Data records:
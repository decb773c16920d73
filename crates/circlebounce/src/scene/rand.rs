//! Random circle scenes (rejection sampling + replay tokens).
//!
//! Model
//! - Origin at (0, 0). Each circle draws a radius in `[radius_min, radius_max]`
//!   and a center in `[-extent, extent]²`, and is kept only if it stays at
//!   least `clearance` away from the origin and is disjoint from every circle
//!   kept so far. The draw fails after `max_attempts` rejections in total.
//! - Determinism uses a replay token `(seed, index)` mixed into a single RNG,
//!   so scene `k` of a stream can be regenerated without replaying `0..k`.
//!
//! Code cross-refs: `Scene::new`, `SceneError`

use nalgebra::{vector, Vector2};
use rand::rngs::StdRng;
use rand::{Rng, SeedableRng};

use super::{Scene, SceneError};
use crate::geom2::{vec, Circle};

/// Random scene configuration.
#[derive(Clone, Copy, Debug, PartialEq)]
pub struct RandomSceneCfg {
    pub circles: usize,
    pub radius_min: f64,
    pub radius_max: f64,
    /// Half side length of the square that holds the centers.
    pub extent: f64,
    /// Minimum gap between the origin and any circle boundary.
    pub clearance: f64,
    pub max_attempts: usize,
}

impl Default for RandomSceneCfg {
    fn default() -> Self {
        Self {
            circles: 3,
            radius_min: 0.2,
            radius_max: 0.8,
            extent: 5.0,
            clearance: 0.1,
            max_attempts: 10_000,
        }
    }
}

impl RandomSceneCfg {
    fn validate(&self) -> Result<(), SceneError> {
        let finite = [self.radius_min, self.radius_max, self.extent, self.clearance]
            .iter()
            .all(|v| v.is_finite());
        if !finite {
            return Err(SceneError::invalid("bounds must be finite"));
        }
        if self.radius_min <= 0.0 {
            return Err(SceneError::invalid("radius_min must be > 0"));
        }
        if self.radius_min > self.radius_max {
            return Err(SceneError::invalid("radius_min <= radius_max required"));
        }
        if self.extent <= 0.0 {
            return Err(SceneError::invalid("extent must be > 0"));
        }
        if self.clearance < 0.0 {
            return Err(SceneError::invalid("clearance must be >= 0"));
        }
        Ok(())
    }
}

/// Replay token to make draws reproducible and indexable.
#[derive(Clone, Copy, Debug, PartialEq, Eq)]
pub struct ReplayToken {
    pub seed: u64,
    pub index: u64,
}

impl ReplayToken {
    #[inline]
    fn to_std_rng(self) -> StdRng {
        // SplitMix64 finalizer.
        fn mix(mut x: u64) -> u64 {
            x ^= x >> 30;
            x = x.wrapping_mul(0xbf58476d1ce4e5b9);
            x ^= x >> 27;
            x = x.wrapping_mul(0x94d049bb133111eb);
            x ^ (x >> 31)
        }
        let k = mix(self.seed ^ mix(self.index.wrapping_add(0x9e3779b97f4a7c15)));
        StdRng::seed_from_u64(k)
    }
}

/// Draw a random scene for `tok`.
pub fn draw_scene(cfg: RandomSceneCfg, tok: ReplayToken) -> Result<Scene, SceneError> {
    cfg.validate()?;
    let mut rng = tok.to_std_rng();
    let origin = vec::zero();
    let mut circles: Vec<Circle> = Vec::with_capacity(cfg.circles);
    let mut attempts = 0usize;
    while circles.len() < cfg.circles {
        if attempts >= cfg.max_attempts {
            return Err(SceneError::degenerate(format!(
                "placed {} of {} circles in {} attempts",
                circles.len(),
                cfg.circles,
                attempts
            )));
        }
        attempts += 1;
        let radius = rng.gen_range(cfg.radius_min..=cfg.radius_max);
        let center: Vector2<f64> = vector![
            rng.gen_range(-cfg.extent..=cfg.extent),
            rng.gen_range(-cfg.extent..=cfg.extent)
        ];
        let candidate = Circle::new(center, radius);
        if candidate.boundary_offset(origin) < cfg.clearance {
            continue;
        }
        let overlaps = circles
            .iter()
            .any(|c| vec::length(vec::sub(c.center, center)) <= c.radius + radius);
        if overlaps {
            continue;
        }
        circles.push(candidate);
    }
    Scene::new(origin, circles)
}
//! Serialized views of chains and sweeps (JSON for one chain, tables for sweeps).

use std::fs::{self, File};
use std::path::Path;

use anyhow::{bail, Context, Result};
use circlebounce::chain::Chain;
use circlebounce::sweep::Sample;
use circlebounce::Vec2;
use polars::prelude::*;
use serde_json::{json, Value};

fn point(v: Vec2<f64>) -> Value {
    json!([v.x, v.y])
}

/// JSON view of a chain; misses carry `null` geometry and the miss reason.
pub fn chain_json(angle: f64, chain: &Chain) -> Value {
    let stages: Vec<Value> = chain
        .stages
        .iter()
        .map(|s| match s.outcome {
            Ok(b) => json!({
                "circle": s.circle,
                "hit": true,
                "miss": null,
                "point": point(b.point),
                "direction": point(b.direction),
            }),
            Err(m) => json!({
                "circle": s.circle,
                "hit": false,
                "miss": m.as_str(),
                "point": null,
                "direction": null,
            }),
        })
        .collect();
    json!({
        "angle": angle,
        "start": {
            "origin": point(chain.start.origin),
            "direction": point(chain.start.direction),
        },
        "hits": chain.hits(),
        "stages": stages,
    })
}

/// Long-format table: one row per (sample, stage).
pub fn sweep_frame(samples: &[Sample]) -> PolarsResult<DataFrame> {
    let rows: usize = samples.iter().map(|s| s.chain.stages.len()).sum();
    let mut sample = Vec::with_capacity(rows);
    let mut angle = Vec::with_capacity(rows);
    let mut stage = Vec::with_capacity(rows);
    let mut hit = Vec::with_capacity(rows);
    let mut miss: Vec<Option<&str>> = Vec::with_capacity(rows);
    let mut px = Vec::with_capacity(rows);
    let mut py = Vec::with_capacity(rows);
    let mut dx = Vec::with_capacity(rows);
    let mut dy = Vec::with_capacity(rows);
    for s in samples {
        for st in &s.chain.stages {
            sample.push(s.index as u64);
            angle.push(s.angle);
            stage.push(st.circle as u32);
            hit.push(st.is_hit());
            match st.outcome {
                Ok(b) => {
                    miss.push(None);
                    px.push(Some(b.point.x));
                    py.push(Some(b.point.y));
                    dx.push(Some(b.direction.x));
                    dy.push(Some(b.direction.y));
                }
                Err(m) => {
                    miss.push(Some(m.as_str()));
                    px.push(None);
                    py.push(None);
                    dx.push(None);
                    dy.push(None);
                }
            }
        }
    }
    df!(
        "sample" => sample,
        "angle" => angle,
        "stage" => stage,
        "hit" => hit,
        "miss" => miss,
        "px" => px,
        "py" => py,
        "dx" => dx,
        "dy" => dy
    )
}

/// Write `df` as CSV or Parquet, chosen by the extension of `out`.
pub fn write_table(df: &mut DataFrame, out: &Path) -> Result<()> {
    let ext = out
        .extension()
        .and_then(|e| e.to_str())
        .map(|e| e.to_ascii_lowercase());
    let format = match ext.as_deref() {
        Some("csv") => TableFormat::Csv,
        Some("parquet") => TableFormat::Parquet,
        _ => bail!("unsupported table extension for {} (use .csv or .parquet)", out.display()),
    };
    if let Some(parent) = out.parent() {
        if !parent.as_os_str().is_empty() {
            fs::create_dir_all(parent)?;
        }
    }
    let mut file = File::create(out).with_context(|| format!("creating {}", out.display()))?;
    match format {
        TableFormat::Csv => {
            CsvWriter::new(&mut file).include_header(true).finish(df)?;
        }
        TableFormat::Parquet => {
            ParquetWriter::new(&mut file).finish(df)?;
        }
    }
    Ok(())
}

enum TableFormat {
    Csv,
    Parquet,
}

#[cfg(test)]
mod tests {
    use super::*;
    use circlebounce::scene::Scene;
    use circlebounce::sweep::SweepCfg;
    use tempfile::tempdir;

    fn small_sweep() -> Vec<Sample> {
        Scene::reference().sweep(SweepCfg {
            samples: 16,
            ..SweepCfg::default()
        })
    }

    #[test]
    fn chain_json_marks_misses() {
        let chain = Scene::reference().trace(0.0);
        let v = chain_json(0.0, &chain);
        assert_eq!(v["hits"], 0);
        assert_eq!(v["stages"].as_array().unwrap().len(), 3);
        assert_eq!(v["stages"][0]["miss"], "disjoint");
        assert_eq!(v["stages"][1]["miss"], "undefined");
        assert!(v["stages"][2]["point"].is_null());
        assert_eq!(v["start"]["origin"][0], 2.7);
    }

    #[test]
    fn frame_has_one_row_per_stage() {
        let df = sweep_frame(&small_sweep()).unwrap();
        assert_eq!(df.shape(), (16 * 3, 9));
        let hits = df
            .column("hit")
            .unwrap()
            .bool()
            .unwrap()
            .into_iter()
            .filter(|v| *v == Some(true))
            .count();
        let nulls = df.column("px").unwrap().null_count();
        assert_eq!(hits + nulls, 16 * 3);
    }

    #[test]
    fn csv_round_trips_shape() {
        let dir = tempdir().unwrap();
        let out = dir.path().join("sweep.csv");
        let mut df = sweep_frame(&small_sweep()).unwrap();
        write_table(&mut df, &out).unwrap();
        let text = fs::read_to_string(&out).unwrap();
        assert_eq!(
            text.lines().next().unwrap(),
            "sample,angle,stage,hit,miss,px,py,dx,dy"
        );
        let back = LazyCsvReader::new(&out).finish().unwrap().collect().unwrap();
        assert_eq!(back.shape(), df.shape());
    }

    #[test]
    fn parquet_is_written() {
        let dir = tempdir().unwrap();
        let out = dir.path().join("sweep.parquet");
        let mut df = sweep_frame(&small_sweep()).unwrap();
        write_table(&mut df, &out).unwrap();
        assert!(fs::metadata(&out).unwrap().len() > 0);
    }

    #[test]
    fn unknown_extension_is_rejected() {
        let dir = tempdir().unwrap();
        let mut df = sweep_frame(&small_sweep()).unwrap();
        assert!(write_table(&mut df, &dir.path().join("sweep.txt")).is_err());
    }
}
//! Angular sweep: many chains from one origin, evenly spaced in angle.
//!
//! Model
//! - Sample `i` of `n` uses `t = i/(n−1)` mapped onto `[angle_start, angle_end]`
//!   by `rescale`; both ends are included. `n == 1` yields `angle_start`.
//! - Every sample is independent, so chains are traced in parallel with rayon
//!   and collected back in sample order.
//!
//! Code cross-refs: `chain::trace_chain`, `scene::Scene::sweep`

use nalgebra::Vector2;
use rayon::prelude::*;

use crate::chain::{trace_chain, Chain};
use crate::geom2::{Circle, Ray};

/// Sweep configuration.
#[derive(Clone, Copy, Debug, PartialEq)]
pub struct SweepCfg {
    pub samples: usize,
    pub angle_start: f64,
    pub angle_end: f64,
}

impl Default for SweepCfg {
    fn default() -> Self {
        Self {
            samples: 50_000,
            angle_start: 0.0,
            angle_end: std::f64::consts::TAU,
        }
    }
}

impl SweepCfg {
    /// Angle of sample `i`.
    #[inline]
    pub fn angle(&self, i: usize) -> f64 {
        if self.samples <= 1 {
            return self.angle_start;
        }
        let t = i as f64 / (self.samples - 1) as f64;
        rescale(0.0, 1.0, self.angle_start, self.angle_end, t)
    }
}

/// Affine map of `x` from `[a0, a1]` onto `[b0, b1]`.
#[inline]
pub fn rescale(a0: f64, a1: f64, b0: f64, b1: f64, x: f64) -> f64 {
    b0 + (x - a0) / (a1 - a0) * (b1 - b0)
}

pub fn sample_angles(cfg: SweepCfg) -> impl ExactSizeIterator<Item = f64> {
    (0..cfg.samples).map(move |i| cfg.angle(i))
}

/// One traced sample of a sweep.
#[derive(Clone, Debug, PartialEq)]
pub struct Sample {
    pub index: usize,
    pub angle: f64,
    pub chain: Chain,
}

/// Trace one unit-direction ray per sample angle through `circles`.
pub fn sweep(origin: Vector2<f64>, circles: &[Circle], cfg: SweepCfg) -> Vec<Sample> {
    (0..cfg.samples)
        .into_par_iter()
        .map(|index| {
            let angle = cfg.angle(index);
            Sample {
                index,
                angle,
                chain: trace_chain(Ray::from_polar(origin, angle), circles),
            }
        })
        .collect()
}

/// Hit counts of a sweep.
#[derive(Clone, Debug, Default, PartialEq, Eq)]
pub struct SweepSummary {
    pub samples: usize,
    /// `hits_per_stage[k]`: samples whose chain hit circle `k`.
    pub hits_per_stage: Vec<usize>,
    /// Samples that hit every circle.
    pub complete: usize,
}

impl SweepSummary {
    pub fn from_samples(samples: &[Sample]) -> Self {
        let stages = samples.iter().map(|s| s.chain.stages.len()).max().unwrap_or(0);
        let mut hits_per_stage = vec![0usize; stages];
        let mut complete = 0;
        for s in samples {
            for stage in &s.chain.stages {
                if stage.is_hit() {
                    hits_per_stage[stage.circle] += 1;
                }
            }
            if s.chain.is_complete() {
                complete += 1;
            }
        }
        Self {
            samples: samples.len(),
            hits_per_stage,
            complete,
        }
    }
}

#[cfg(test)]
mod tests {
    use super::*;
    use crate::geom2::vec;
    use nalgebra::vector;
    use std::f64::consts::{PI, TAU};

    #[test]
    fn rescale_maps_endpoints_and_midpoint() {
        assert_eq!(rescale(0.0, 1.0, 0.0, TAU, 0.0), 0.0);
        assert_eq!(rescale(0.0, 1.0, 0.0, TAU, 1.0), TAU);
        assert!((rescale(0.0, 1.0, 0.0, TAU, 0.5) - PI).abs() < 1e-15);
        assert_eq!(rescale(2.0, 4.0, 10.0, 20.0, 3.0), 15.0);
    }

    #[test]
    fn angles_include_both_ends() {
        let cfg = SweepCfg {
            samples: 5,
            angle_start: 0.0,
            angle_end: 2.0,
        };
        let angles: Vec<f64> = sample_angles(cfg).collect();
        assert_eq!(angles, vec![0.0, 0.5, 1.0, 1.5, 2.0]);
    }

    #[test]
    fn degenerate_sample_counts() {
        let one = SweepCfg {
            samples: 1,
            angle_start: 0.25,
            angle_end: 3.0,
        };
        assert_eq!(sample_angles(one).collect::<Vec<_>>(), vec![0.25]);
        let none = SweepCfg {
            samples: 0,
            ..SweepCfg::default()
        };
        assert_eq!(sample_angles(none).len(), 0);
        assert!(sweep(vec::zero(), &[], none).is_empty());
    }

    #[test]
    fn default_matches_full_turn() {
        let cfg = SweepCfg::default();
        assert_eq!(cfg.samples, 50_000);
        assert_eq!(cfg.angle(0), 0.0);
        assert_eq!(cfg.angle(cfg.samples - 1), TAU);
    }

    #[test]
    fn sweep_is_ordered_and_matches_sequential_tracing() {
        let circles = [
            Circle::new(vector![4.0, 2.0], 0.7),
            Circle::new(vector![1.0, 3.4], 0.3),
        ];
        let origin = vector![2.7, 0.7];
        let cfg = SweepCfg {
            samples: 257,
            ..SweepCfg::default()
        };
        let out = sweep(origin, &circles, cfg);
        assert_eq!(out.len(), 257);
        for (i, s) in out.iter().enumerate() {
            assert_eq!(s.index, i);
            assert_eq!(s.angle, cfg.angle(i));
            assert_eq!(s.chain, trace_chain(Ray::from_polar(origin, s.angle), &circles));
        }
    }

    #[test]
    fn summary_counts_hits_per_stage() {
        // A circle to the right of the origin: only rays pointing right can hit.
        let circles = [Circle::new(vector![5.0, 0.0], 1.0)];
        let cfg = SweepCfg {
            samples: 4,
            angle_start: 0.0,
            angle_end: 1.5 * PI,
        };
        // angles: 0, π/2, π, 3π/2
        let out = sweep(vec::zero(), &circles, cfg);
        let summary = SweepSummary::from_samples(&out);
        assert_eq!(summary.samples, 4);
        assert_eq!(summary.hits_per_stage, vec![1]);
        assert_eq!(summary.complete, 1);
    }
}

How to complete this task: In the data above, which lines have "struct"? Report each of them.

Output of the task:
pub struct RandomSceneCfg {
pub struct ReplayToken {
pub struct SweepCfg {
pub struct Sample {
pub struct SweepSummary {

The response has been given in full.